AP Language and Composition
Ms. Gilliam’s C209B
miranda.gilliam@risd.org
October 10 to October 14
General housekeeping:
Make sure you are keeping up with your reading! We will be reading The Crucible and
discussing the story as a class. Please get your hands on a copy of the play by Oct. 19.
If you owe me ANY make up work, you need to have it completed by 10/14/2016 by the
start of 6th period. 
Monday: Say hello to Big Tex.
Tuesday: Go over PSAT writing practice / Pick up your satirical essays / Discuss Jonathan
Edward’s Close reading of “Sinners…”
HW: PSAT Reading test Part I: There is no reason at all to look up answers or “cheat” on
this activity.

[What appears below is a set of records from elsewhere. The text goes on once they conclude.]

use printpdf::{Image, ImageTransform, IndirectFontRef, Mm, PdfDocument, PdfLayerReference};
use std::path::Path;

use super::layout::{
    baseline_mm, estimate_text_width_mm, Element, Placed, ReportLayout, CAPTION_SIZE_PT,
    HEADER_HEIGHT_MM, HEADER_SIZE_PT, MARGIN_MM, NOTE_SIZE_PT, PAGE_HEIGHT_MM, PAGE_WIDTH_MM,
    TEXT_SIZE_PT,
};
use super::{AssemblyError, ReportStyle};

const IMAGE_DPI: f32 = 300.0;
/// sfnt tag of OpenType fonts with CFF outlines
const CFF_SFNT_TAG: &[u8] = b"OTTO";
const LAYER_NAME: &str = "Layer 1";

/// What the renderer actually managed to draw
#[derive(Debug, Clone, Copy, Default)]
pub struct RenderStats {
    pub pages: usize,
    pub images_embedded: usize,
}

/// Draw `layout` into PDF bytes using the font at `font_path` for all text
pub fn render(
    layout: &ReportLayout,
    font_path: &Path,
    style: &ReportStyle,
) -> Result<(Vec<u8>, RenderStats), AssemblyError> {
    let (doc, first_page, first_layer) =
        PdfDocument::new(&style.title, Mm(PAGE_WIDTH_MM), Mm(PAGE_HEIGHT_MM), LAYER_NAME);

    let font_load = |reason: String| AssemblyError::FontLoad {
        path: font_path.to_path_buf(),
        reason,
    };

    let font_bytes = fs_err::read(font_path).map_err(|e| font_load(e.to_string()))?;
    // printpdf embeds every external font as a TrueType program
    if font_bytes.starts_with(CFF_SFNT_TAG) {
        return Err(font_load(
            "CFF-flavoured OpenType is not supported, use a TrueType (glyf) font".to_string(),
        ));
    }
    let font = doc
        .add_external_font_with_subsetting(font_bytes.as_slice(), true)
        .map_err(|e| font_load(e.to_string()))?;

    let mut stats = RenderStats::default();

    for (index, page) in layout.pages.iter().enumerate() {
        let layer = if index == 0 {
            doc.get_page(first_page).get_layer(first_layer)
        } else {
            let (page_ref, layer_ref) =
                doc.add_page(Mm(PAGE_WIDTH_MM), Mm(PAGE_HEIGHT_MM), LAYER_NAME);
            doc.get_page(page_ref).get_layer(layer_ref)
        };

        draw_running_header(&layer, &font, &style.title);
        for item in &page.items {
            if draw_item(&layer, &font, item) {
                stats.images_embedded += 1;
            }
        }
        stats.pages += 1;
    }

    let bytes = doc
        .save_to_bytes()
        .map_err(|e| AssemblyError::Render(e.to_string()))?;

    Ok((bytes, stats))
}

fn draw_running_header(layer: &PdfLayerReference, font: &IndirectFontRef, title: &str) {
    let width = estimate_text_width_mm(title, HEADER_SIZE_PT);
    let x = (PAGE_WIDTH_MM - MARGIN_MM - width).max(MARGIN_MM);
    let y = baseline_mm(MARGIN_MM, HEADER_HEIGHT_MM, HEADER_SIZE_PT);
    layer.use_text(title, HEADER_SIZE_PT, Mm(x), Mm(PAGE_HEIGHT_MM - y), font);
}

/// Returns true when an image was embedded
fn draw_item(layer: &PdfLayerReference, font: &IndirectFontRef, item: &Placed) -> bool {
    let text_at = |text: &str, size_pt: f32| {
        let y = baseline_mm(item.y_mm, item.height_mm, size_pt);
        layer.use_text(text, size_pt, Mm(item.x_mm), Mm(PAGE_HEIGHT_MM - y), font);
    };

    match &item.element {
        Element::Heading { text, size_pt } => text_at(text, *size_pt),
        Element::Note { text } => text_at(text, NOTE_SIZE_PT),
        Element::TextLine { text, .. } => text_at(text, TEXT_SIZE_PT),
        Element::Caption { text } => text_at(text, CAPTION_SIZE_PT),
        Element::Image {
            path,
            width_mm,
            height_mm,
        } => return draw_image(layer, item, path, *width_mm, *height_mm),
    }
    false
}

fn draw_image(
    layer: &PdfLayerReference,
    item: &Placed,
    path: &Path,
    width_mm: f32,
    height_mm: f32,
) -> bool {
    let decoded = match image::open(path) {
        Ok(decoded) => decoded,
        Err(e) => {
            tracing::warn!("Skipping screenshot {}: {}", path.display(), e);
            return false;
        }
    };

    let rgb = image::DynamicImage::ImageRgb8(decoded.to_rgb8());
    let (px_w, px_h) = (rgb.width() as f32, rgb.height() as f32);
    if px_w == 0.0 || px_h == 0.0 {
        tracing::warn!("Skipping empty screenshot {}", path.display());
        return false;
    }

    // Size the image would have at IMAGE_DPI, scaled to the box the layout chose
    let natural_w = px_w / IMAGE_DPI * 25.4;
    let natural_h = px_h / IMAGE_DPI * 25.4;

    Image::from_dynamic_image(&rgb).add_to_layer(
        layer.clone(),
        ImageTransform {
            translate_x: Some(Mm(item.x_mm)),
            translate_y: Some(Mm(PAGE_HEIGHT_MM - item.y_mm - height_mm)),
            scale_x: Some(width_mm / natural_w),
            scale_y: Some(height_mm / natural_h),
            dpi: Some(IMAGE_DPI),
            ..Default::default()
        },
    );
    true
}

#[cfg(test)]
mod tests {
    use super::*;
    use crate::report::layout::{build_layout, ScreenshotInput};
    use tempfile::tempdir;

    const FIXTURE_FONT: &str =
        concat!(env!("CARGO_MANIFEST_DIR"), "/tests/fixtures/RobotoMedium.ttf");

    fn contains(haystack: &[u8], needle: &[u8]) -> bool {
        haystack.windows(needle.len()).any(|w| w == needle)
    }

    #[test]
    fn test_truetype_font_is_embedded_as_subset() {
        let dir = tempdir().unwrap();
        let shot = dir.path().join("img_001.jpg");
        image::RgbImage::from_pixel(48, 27, image::Rgb([0, 128, 0]))
            .save(&shot)
            .unwrap();

        let style = ReportStyle::default();
        let layout = build_layout(
            Some("[0:05] Hello world\n[1:30] Market is up\n"),
            &[ScreenshotInput {
                path: shot,
                dimensions: Some((48, 27)),
            }],
            &style,
        );

        let (bytes, stats) = render(&layout, Path::new(FIXTURE_FONT), &style).unwrap();
        assert_eq!(stats.pages, 2);
        assert_eq!(stats.images_embedded, 1);

        assert!(contains(&bytes, b"/FontFile2"));
        assert!(!contains(&bytes, b"/FontFile3"));
        let font_len = std::fs::metadata(FIXTURE_FONT).unwrap().len() as usize;
        assert!(
            bytes.len() < font_len,
            "report of {} bytes embeds the whole {} byte font",
            bytes.len(),
            font_len
        );
    }

    #[test]
    fn test_cff_font_is_rejected() {
        let dir = tempdir().unwrap();
        let font = dir.path().join("NotoSansCJKtc-Regular.otf");
        let mut header = b"OTTO".to_vec();
        header.extend_from_slice(&[0, 10, 0, 128, 0, 3, 0, 32]);
        std::fs::write(&font, header).unwrap();

        let style = ReportStyle::default();
        let layout = build_layout(None, &[], &style);

        match render(&layout, &font, &style) {
            Err(AssemblyError::FontLoad { path, reason }) => {
                assert_eq!(path, font);
                assert!(reason.contains("CFF"));
            }
            other => panic!("expected FontLoad, got {:?}", other.map(|(_, stats)| stats)),
        }
    }
}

We are preparing for the PSAT, and you can’t “cheat” your way to a high score
on the PSAT test. Allot yourself 31 minutes.
Please come see me during advisory or during tutoring if you want to go over any
particular PSAT questions.
Wednesday: Go over the PSAT answers / AP Style M/C questions using “Sinners…”

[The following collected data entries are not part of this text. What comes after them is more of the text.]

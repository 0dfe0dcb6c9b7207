//! Local copies of remote assets, fetched on first use.

use anyhow::{Context, Result};
use async_trait::async_trait;
use futures_util::StreamExt;
use indicatif::{MultiProgress, ProgressBar, ProgressStyle};
use std::io::Write;
use std::path::{Path, PathBuf};

/// Downloads a remote resource to a local path
#[cfg_attr(test, mockall::automock)]
#[async_trait]
pub trait ResourceFetcher: Send + Sync {
    async fn fetch(&self, url: &str, dest: &Path) -> Result<()>;
}

/// Make sure `target` exists, fetching it from `url` if it does not.
///
/// Presence of the file is the whole cache check: an existing file is
/// returned untouched and nothing is fetched. Not safe to call from two
/// runs sharing one working directory at the same time.
pub async fn ensure_resource(
    target: &Path,
    url: &str,
    fetcher: &dyn ResourceFetcher,
) -> Result<PathBuf> {
    if target.is_file() {
        tracing::debug!("Resource already present: {}", target.display());
        return Ok(target.to_path_buf());
    }

    if let Some(parent) = target.parent() {
        if !parent.as_os_str().is_empty() {
            fs_err::create_dir_all(parent)?;
        }
    }

    tracing::info!("Fetching {} -> {}", url, target.display());
    fetcher
        .fetch(url, target)
        .await
        .with_context(|| format!("Failed to fetch {}", url))?;

    if !target.is_file() {
        anyhow::bail!("Fetcher reported success but {} is missing", target.display());
    }

    Ok(target.to_path_buf())
}

/// Streams resources over HTTP(S)
pub struct HttpFetcher {
    client: reqwest::Client,
    /// Bars are drawn here, below any bar already on screen; none when `None`
    bars: Option<MultiProgress>,
}

impl HttpFetcher {
    pub fn new(bars: Option<MultiProgress>) -> Self {
        Self {
            client: reqwest::Client::new(),
            bars,
        }
    }

    fn download_bar(&self, total_bytes: u64) -> ProgressBar {
        match &self.bars {
            Some(bars) => bars.add(ProgressBar::new(total_bytes)),
            None => ProgressBar::hidden(),
        }
    }
}

#[async_trait]
impl ResourceFetcher for HttpFetcher {
    async fn fetch(&self, url: &str, dest: &Path) -> Result<()> {
        let response = self.client.get(url).send().await?;

        if !response.status().is_success() {
            anyhow::bail!("Failed to download resource: HTTP {}", response.status());
        }

        let progress = self.download_bar(response.content_length().unwrap_or(0));
        progress.set_style(
            ProgressStyle::default_bar()
                .template(
                    "{spinner:.green} [{elapsed_precise}] [{bar:40.cyan/blue}] \
                     {bytes}/{total_bytes} {msg}",
                )
                .unwrap_or_else(|_| ProgressStyle::default_bar()),
        );
        progress.set_message("Downloading font...");

        // Stream into a sibling file so an interrupted download never looks cached
        let partial = partial_path(dest);
        let mut file = fs_err::File::create(&partial)?;
        let mut downloaded = 0u64;
        let mut stream = response.bytes_stream();

        while let Some(chunk) = stream.next().await {
            let chunk = chunk?;
            file.write_all(&chunk)?;
            downloaded += chunk.len() as u64;
            progress.set_position(downloaded);
        }
        file.flush()?;
        drop(file);

        fs_err::rename(&partial, dest)?;
        progress.finish_and_clear();
        tracing::debug!("Fetched {} bytes into {}", downloaded, dest.display());

        Ok(())
    }
}

fn partial_path(dest: &Path) -> PathBuf {
    let mut name = dest.file_name().map(|n| n.to_os_string()).unwrap_or_default();
    name.push(".part");
    dest.with_file_name(name)
}

#[cfg(test)]
mod tests {
    use super::*;
    use tempfile::tempdir;

    #[tokio::test]
    async fn test_existing_resource_is_not_fetched() {
        let dir = tempdir().unwrap();
        let target = dir.path().join("font.otf");
        std::fs::write(&target, b"font").unwrap();

        let mut fetcher = MockResourceFetcher::new();
        fetcher.expect_fetch().times(0);

        let first = ensure_resource(&target, "https://fonts.test/a.otf", &fetcher).await.unwrap();
        let second = ensure_resource(&target, "https://fonts.test/a.otf", &fetcher).await.unwrap();
        assert_eq!(first, target);
        assert_eq!(second, target);
    }

    #[tokio::test]
    async fn test_missing_resource_fetched_once() {
        let dir = tempdir().unwrap();
        let target = dir.path().join("font.otf");

        let mut fetcher = MockResourceFetcher::new();
        fetcher
            .expect_fetch()
            .times(1)
            .returning(|_, dest| {
                std::fs::write(dest, b"font")?;
                Ok(())
            });

        ensure_resource(&target, "https://fonts.test/a.otf", &fetcher).await.unwrap();
        ensure_resource(&target, "https://fonts.test/a.otf", &fetcher).await.unwrap();
        assert!(target.is_file());
    }

    #[tokio::test]
    async fn test_fetch_failure_is_reported() {
        let dir = tempdir().unwrap();
        let target = dir.path().join("font.otf");

        let mut fetcher = MockResourceFetcher::new();
        fetcher
            .expect_fetch()
            .returning(|_, _| Err(anyhow::anyhow!("connection refused")));

        let err = ensure_resource(&target, "https://fonts.test/a.otf", &fetcher)
            .await
            .unwrap_err();
        assert!(format!("{:#}", err).contains("connection refused"));
        assert!(!target.exists());
    }

    #[test]
    fn test_download_bar_joins_shared_display() {
        let bars = MultiProgress::with_draw_target(indicatif::ProgressDrawTarget::hidden());
        bars.add(ProgressBar::new(100));

        let fetcher = HttpFetcher::new(Some(bars));
        assert_eq!(fetcher.download_bar(2048).length(), Some(2048));

        let quiet = HttpFetcher::new(None);
        assert!(quiet.download_bar(2048).is_hidden());
    }

    #[test]
    fn test_partial_path() {
        assert_eq!(
            partial_path(Path::new("/tmp/NotoSans.otf")),
            PathBuf::from("/tmp/NotoSans.otf.part")
        );
    }
}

HW: Work on 2nd half of PSAT test. Go back and reread Tuesday’s instructions. There is no
reason to cheat. Time yourself: 31 minutes.

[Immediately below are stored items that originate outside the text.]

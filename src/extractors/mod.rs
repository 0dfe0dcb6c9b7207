use async_trait::async_trait;
use std::path::{Path, PathBuf};

pub mod frames;
pub mod youtube;

pub use frames::FfmpegFrameExtractor;
pub use youtube::YtDlpDownloader;

use crate::Result;

/// Fetches a video so later stages can read it from disk
#[cfg_attr(test, mockall::automock)]
#[async_trait]
pub trait VideoDownloader: Send + Sync {
    /// Download `url` using the yt-dlp style output template.
    ///
    /// Callers locate the result on disk by its stem; the return value only
    /// tells whether the tool itself reported success.
    async fn download(&self, url: &str, output_template: &Path) -> Result<()>;

    /// Get the name of the underlying tool
    fn tool_name(&self) -> &'static str;
}

/// Captures still frames from a video at a fixed interval
#[cfg_attr(test, mockall::automock)]
#[async_trait]
pub trait FrameExtractor: Send + Sync {
    /// Write numbered frames into `output_dir`, one every `interval_secs`
    async fn extract_frames(
        &self,
        video_path: &Path,
        interval_secs: u32,
        output_dir: &Path,
    ) -> Result<Vec<PathBuf>>;
}
use anyhow::Result;
use clap::Parser;
use console::style;
use std::time::Instant;
use tracing_subscriber::{layer::SubscriberExt, util::SubscriberInitExt};

use video_report::pipeline::{read_report, BarProgress, SilentProgress};
use video_report::utils::{self, format_duration, format_file_size};
use video_report::{Cli, Commands, Config, ProgressReporter, ReportPipeline};

#[tokio::main]
async fn main() -> Result<()> {
    let cli = Cli::parse();

    let default_filter = if cli.verbose {
        "video_report=debug"
    } else {
        "video_report=info"
    };
    tracing_subscriber::registry()
        .with(
            tracing_subscriber::EnvFilter::try_from_default_env()
                .unwrap_or_else(|_| default_filter.into()),
        )
        .with(tracing_subscriber::fmt::layer().with_writer(std::io::stderr))
        .init();

    let config = Config::load().await?;

    match cli.command {
        Commands::Generate {
            url,
            interval,
            output,
        } => {
            let missing_deps = utils::check_dependencies(&config.tools).await;
            if !missing_deps.is_empty() {
                eprintln!("{}", style("Dependency check warnings:").yellow());
                for dep in missing_deps {
                    eprintln!("   • {}", dep);
                }
                eprintln!("   (Continuing anyway - tools may be available)");
            }

            // The font download bar stacks under the stage bar
            let stage_bar = (!cli.quiet).then(BarProgress::new);
            let bars = stage_bar.as_ref().map(BarProgress::bars);
            let progress: Box<dyn ProgressReporter> = match stage_bar {
                Some(bar) => Box::new(bar),
                None => Box::new(SilentProgress),
            };

            let pipeline = ReportPipeline::new(&config, bars);
            let started = Instant::now();

            tracing::info!("Generating report for {} every {}s", url, interval);

            let report = match pipeline.run(&url, interval, progress.as_ref()).await {
                Ok(report) => report,
                Err(e) => {
                    progress.fail("Failed");
                    eprintln!("{} {}", style("Error:").red().bold(), e);
                    std::process::exit(1);
                }
            };
            progress.finish("Report ready");

            let bytes = read_report(&report.path)?;
            println!(
                "{} {} ({}, {} pages, {})",
                style("Report saved to:").green().bold(),
                report.path.display(),
                format_file_size(bytes.len() as u64),
                report.summary.pages,
                format_duration(started.elapsed().as_secs_f64())
            );

            if let Some(path) = output {
                if let Some(parent) = path.parent().filter(|p| !p.as_os_str().is_empty()) {
                    fs_err::create_dir_all(parent)?;
                }
                fs_err::write(&path, &bytes)?;
                println!("Copied to: {}", path.display());
            } else {
                println!("Suggested file name: {}", config.report.download_name);
            }
        }
        Commands::Config { show } => {
            if show {
                config.display();
            } else {
                println!("Configuration file: {}", Config::config_path()?.display());
                println!("Edit it directly, or run with --show to print the current values.");
            }
        }
        Commands::Check => {
            let missing = utils::check_dependencies(&config.tools).await;
            if missing.is_empty() {
                println!("{}", style("All external tools found.").green());
            } else {
                println!("{}", style("Missing tools:").red().bold());
                for dep in &missing {
                    println!("   • {}", dep);
                }
                std::process::exit(1);
            }
        }
    }

    Ok(())
}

Thursday: Go over the PSAT answers / Review for Friday’s test: Wm. Bradford’s journal
entries, Jonathan Edwards’s “Sinners…” , The historical background for the Pilgrims and
Puritans. 50 questions/ M/C
Friday: TEST DAY! TEST DAY! TEST DAY!
Important Dates:
October 7 / 10: Student holiday!
October 11: “___ in the Hands of and Angry ___” is due at the start of class. This is not
the day to have printer issues.
October 14: Puritan Test
October 18: Vocabulary Test #1

October 19: PSAT!!!!

Hale: Theology, sir, is a fortress; no crack in a fortress may be accounted small.
 The Crucible
“The language of The Crucible is not authentic in the sense of reproducing archaisms or
reconstructing a seventeenth-century lexis. It is authentic in that it makes fully believable
the words of those who speak out of a different time and place but whose human dilemma
are recognizably our own. – Christopher Bigsby on Arthur Miller’s The Crucible.